In 2004, the Serbian Ministry of Religion, by decree, started paying modest salaries to monks, nuns and priests of the Serbian Orthodox Church in Kosovo. It also helped with the completion of the St. Sava cathedral in Belgrade and is actively involved in rebuilding and renewing damaged or decayed Orthodox Churches throughout Serbia. Other 'traditional' churches and communities are often found within a particular region of Serbia. On a recent invitation to submit proposals for construction work in Vojvodina, the Ministry of Religion listed the churches and religious communities whose proposals can be considered. The list consists of the 'traditional' religious communities, with the addition of the Romanian Orthodox Church.
In June 2004, the Ministry decreed that the Orthodox Theological Faculty had rejoined the faculties of the University of Belgrade (it was removed in 1952 by the communists). The curriculum is exclusively Orthodox in doctrine and theology, but this is the only theological institution so far to have been included in the state budget and to have all of its diplomas officially recognised.
"Future religious education in high schools, and at the Serbian Orthodox Theological Faculty, will be implemented in the state educational system, " Dr. Milan Radulovic, Serbian Minister of Religion, told a press conference on 27 July in Belgrade. According to him, all theological schools of the 'traditional' churches will be able to receive state accreditation and grants for free education for a specified number of students, according to the size of their religious community.

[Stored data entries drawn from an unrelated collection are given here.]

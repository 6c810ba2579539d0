//! Notification Queue
//!
//! Transient toasts and blocking-style confirmation prompts. The queue only
//! holds state; the Leptos layer renders it by registering an
//! [`on_change`](NotificationQueue::on_change) listener.

use std::cell::RefCell;
use std::collections::HashMap;
use std::fmt;
use std::future::Future;
use std::rc::{Rc, Weak};

use futures::channel::oneshot;
use serde::{Deserialize, Serialize};
use uuid::Uuid;

use crate::runtime::{Scheduler, TimerHandle};

/// Title used when a confirmation does not provide one
pub const DEFAULT_CONFIRM_TITLE: &str = "Confirm action";

/// Toast severity
#[derive(Debug, Clone, Copy, PartialEq, Eq, Hash, Serialize, Deserialize)]
#[serde(rename_all = "lowercase")]
pub enum Severity {
    Info,
    Success,
    Warning,
    Error,
}

impl Severity {
    pub fn as_str(self) -> &'static str {
        match self {
            Severity::Info => "info",
            Severity::Success => "success",
            Severity::Warning => "warning",
            Severity::Error => "error",
        }
    }
}

impl fmt::Display for Severity {
    fn fmt(&self, f: &mut fmt::Formatter<'_>) -> fmt::Result {
        f.write_str(self.as_str())
    }
}

/// Toast identifier
#[derive(Debug, Clone, Copy, PartialEq, Eq, Hash)]
pub struct ToastId(Uuid);

/// A transient user-visible message
#[derive(Debug, Clone, PartialEq)]
pub struct Toast {
    pub id: ToastId,
    pub message: String,
    pub severity: Severity,
    pub duration_ms: u32,
}

/// Confirmation identifier
#[derive(Debug, Clone, Copy, PartialEq, Eq, Hash)]
pub struct ConfirmId(Uuid);

/// A confirmation waiting for the user
#[derive(Debug, Clone, PartialEq)]
pub struct ConfirmPrompt {
    pub id: ConfirmId,
    pub title: String,
    pub message: String,
}

/// Ways a confirmation prompt can be closed
#[derive(Debug, Clone, Copy, PartialEq, Eq)]
pub enum ConfirmAction {
    /// The confirm button
    Confirm,
    /// The cancel button
    Cancel,
    /// A click outside the dialog
    Backdrop,
    /// The Escape key
    Escape,
    /// The close button in the header
    Close,
}

impl ConfirmAction {
    /// Only the explicit confirm button counts as acceptance
    pub fn accepted(self) -> bool {
        matches!(self, ConfirmAction::Confirm)
    }
}

struct PendingConfirm {
    prompt: ConfirmPrompt,
    responder: oneshot::Sender<bool>,
}

struct QueueInner {
    scheduler: Rc<dyn Scheduler>,
    default_duration_ms: u32,
    toasts: RefCell<Vec<Toast>>,
    expiries: RefCell<HashMap<ToastId, TimerHandle>>,
    confirms: RefCell<Vec<PendingConfirm>>,
    listeners: RefCell<Vec<Rc<dyn Fn()>>>,
}

/// Queue of toasts and pending confirmations
#[derive(Clone)]
pub struct NotificationQueue {
    inner: Rc<QueueInner>,
}

impl NotificationQueue {
    /// Create a queue whose toasts last `default_duration_ms` unless told otherwise
    pub fn new(scheduler: Rc<dyn Scheduler>, default_duration_ms: u32) -> Self {
        Self {
            inner: Rc::new(QueueInner {
                scheduler,
                default_duration_ms,
                toasts: RefCell::new(Vec::new()),
                expiries: RefCell::new(HashMap::new()),
                confirms: RefCell::new(Vec::new()),
                listeners: RefCell::new(Vec::new()),
            }),
        }
    }

    /// Register a listener called after every change
    pub fn on_change(&self, listener: Rc<dyn Fn()>) {
        self.inner.listeners.borrow_mut().push(listener);
    }

    /// Show a toast for the default duration
    pub fn toast(&self, message: impl Into<String>, severity: Severity) -> ToastId {
        self.toast_for(message, severity, self.inner.default_duration_ms)
    }

    /// Show a toast that dismisses itself after `duration_ms`
    pub fn toast_for(&self, message: impl Into<String>, severity: Severity, duration_ms: u32) -> ToastId {
        let toast = Toast {
            id: ToastId(Uuid::new_v4()),
            message: message.into(),
            severity,
            duration_ms,
        };
        let id = toast.id;
        tracing::debug!("Toast [{}]: {}", severity, toast.message);

        self.inner.toasts.borrow_mut().push(toast);

        let weak: Weak<QueueInner> = Rc::downgrade(&self.inner);
        let expiry = self.inner.scheduler.timeout(
            duration_ms,
            Box::new(move || {
                if let Some(inner) = weak.upgrade() {
                    NotificationQueue { inner }.dismiss(id);
                }
            }),
        );
        self.inner.expiries.borrow_mut().insert(id, expiry);

        self.notify();
        id
    }

    /// Remove a toast; returns false if it was already gone
    pub fn dismiss(&self, id: ToastId) -> bool {
        let removed = {
            let mut toasts = self.inner.toasts.borrow_mut();
            let before = toasts.len();
            toasts.retain(|toast| toast.id != id);
            toasts.len() != before
        };
        let expiry = self.inner.expiries.borrow_mut().remove(&id);
        drop(expiry);

        if removed {
            self.notify();
        }
        removed
    }

    /// Currently visible toasts, oldest first
    pub fn toasts(&self) -> Vec<Toast> {
        self.inner.toasts.borrow().clone()
    }

    /// Ask the user to confirm `message`
    ///
    /// Resolves to `true` only when the confirm action is taken; every other
    /// way of closing the prompt resolves to `false`.
    pub fn confirm(&self, message: impl Into<String>, title: Option<&str>) -> impl Future<Output = bool> + 'static {
        let (responder, answer) = oneshot::channel();
        let prompt = ConfirmPrompt {
            id: ConfirmId(Uuid::new_v4()),
            title: title.unwrap_or(DEFAULT_CONFIRM_TITLE).to_string(),
            message: message.into(),
        };

        self.inner
            .confirms
            .borrow_mut()
            .push(PendingConfirm { prompt, responder });
        self.notify();

        async move { answer.await.unwrap_or(false) }
    }

    /// Prompts waiting for an answer, oldest first
    pub fn pending_confirms(&self) -> Vec<ConfirmPrompt> {
        self.inner
            .confirms
            .borrow()
            .iter()
            .map(|pending| pending.prompt.clone())
            .collect()
    }

    /// Close a prompt; returns false if it was already answered
    pub fn resolve_confirm(&self, id: ConfirmId, action: ConfirmAction) -> bool {
        let pending = {
            let mut confirms = self.inner.confirms.borrow_mut();
            confirms
                .iter()
                .position(|pending| pending.prompt.id == id)
                .map(|index| confirms.remove(index))
        };

        let Some(pending) = pending else {
            return false;
        };

        // The asker may have stopped waiting
        let _ = pending.responder.send(action.accepted());
        self.notify();
        true
    }

    fn notify(&self) {
        let listeners = self.inner.listeners.borrow().clone();
        for listener in listeners {
            listener();
        }
    }
}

In September 2001, Serbia introduced optional religious education in the first years of both primary and secondary schools for only six 'traditional' religious communities: the Serbian Orthodox Church, the Roman Catholic Church, the Islamic Faith Community, the Jewish Faith Community, the Lutheran and the Reformed Churches. At that time, both the Orthodox Synod and the Catholic Bishops' Conference condemned the then Minister of Education for giving religious education less favourable treatment than the alternative subject, 'civic education', the Serbian Orthodox Church complaining that parents had not been offered a fair choice. As of October 2001, only 36.2% of the parents of primary schoolchildren had opted for religious education, while 22.4% had opted for civic education, the remaining 41% of parents opting for no extra classes. 15% of primary schools failed at that time to give figures. No official data was available for secondary schools, but the Ministry of Education estimated that less than 30% of secondary school pupils had chosen religious education, with the figure in Belgrade being less than 20%. The Ministry of Religion considered these low figures to be disastrous.
Dr. Zorica Kuburic, a professor in Novi Sad University and President of the Empirical Religious Research Association (CEIR), told Forum 18 on 5 August 2004 that ''the number of religious education teachers in Serbia today is 1,700 and half of the children choose religious in preference to civic education. The real results of religious education will be seen after ten years, when this generation grows up. Results are expected in two areas: attitudes towards the nation and tradition, and in the area of morality. However, people's expectations are related more to a wish to see children's ties to their religion and nation being strengthened, along with building a defence mechanism against the challenges of other religions which, as part of the globalisation process, are becoming steadily more accessible to and accepted by young people. In our research, performed in 2003, we found out that 60-70% of pupils regard religious education positively."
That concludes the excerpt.